A FAMILY was evicted from a house in Loughlinstown, Dublin yesterday after a woman spent more than six hours on a ladder in protest at the Dublin County Sheriff executing a possession order for her home.
A large contingent of gardaí set up barriers on access roads leading to the house at Gleanntan estate, off Loughlinstown Drive, and an ambulance was called after Ann Moore refused to dismount from the ladder placed against the front wall of the house.
Neighbours said Ms Moore had returned from a night shift in a nursing home where she is employed as a carer at about 8.15am yesterday to discover the sheriff and some council staff already in her home.
Her husband Christy and three children had left earlier when instructed to do so.
David Molloy, a nephew of Ms Moors said he had visited the house at 10am yesterday and his aunt had said she was determined to stay up the ladder as long as possible.

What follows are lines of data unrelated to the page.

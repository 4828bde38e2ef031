use anyhow::{Context, Result};
use clap::Parser;
use std::path::PathBuf;

use starbase_watchbot::config;
use starbase_watchbot::dashboard::{load_today, render_today};
use starbase_watchbot::db::{self, SqliteStore};

#[derive(Debug, Parser)]
#[command(about = "Render the \"today\" dashboard from the store into a static HTML file")]
struct Args {
    /// Path to YAML config file
    #[arg(long, default_value = "config.yaml")]
    config: PathBuf,

    /// Output file; defaults to {data_dir}/html/index.html
    #[arg(long)]
    out: Option<PathBuf>,
}

#[tokio::main]
async fn main() -> Result<()> {
    tracing_subscriber::fmt()
        .with_env_filter(tracing_subscriber::EnvFilter::from_default_env())
        .with_target(false)
        .compact()
        .init();

    let args = Args::parse();
    let cfg = config::load(Some(&args.config))?;
    cfg.ensure_dirs()?;

    let database_url = std::env::var("DATABASE_URL").unwrap_or_else(|_| cfg.database_url());
    let pool = db::init_pool(&database_url).await?;
    db::run_migrations(&pool).await?;
    let store = SqliteStore::new(pool);

    let view = load_today(&store, chrono::Utc::now()).await?;
    let out = args
        .out
        .unwrap_or_else(|| PathBuf::from(cfg.app.resolved_data_dir()).join("html").join("index.html"));
    if let Some(parent) = out.parent() {
        tokio::fs::create_dir_all(parent)
            .await
            .with_context(|| format!("failed to create {}", parent.display()))?;
    }
    tokio::fs::write(&out, render_today(&view))
        .await
        .with_context(|| format!("failed to write {}", out.display()))?;

    println!(
        "Wrote {} ({} closures, {} NOTAMs)",
        out.display(),
        view.closures.len(),
        view.notams.len()
    );
    Ok(())
}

Gardaí later prevented people from going near the house.
Gleanntan is a leafy, well maintained estate of semi-detached and terraced homes developed about 20 years ago by the local authority.
Dún Laoghaire-Rathdown County Council said the council only resorted to evictions as a last resort and “when all possible alternatives have been exhausted”.
Local councillor Hugh Lewis said rent arrears were behind the eviction and he and fellow socialist councillor Richard Boyd Barrett had been negotiating with the council management to have a scheme of repayments accepted.
He said he had known the family for about eight years and the downturn in construction had affected the livelihood of some of the family.
Mr Lewis said rent arrears had built up, but since last October the family had been paying 150 per cent of their rent each month.
He said this was accompanied by regular lump sum payments.
However, he said the council had refused to negotiate and he believed the family was being used as an example to other families in arrears.
A group of about 60 neighbours came to support the family.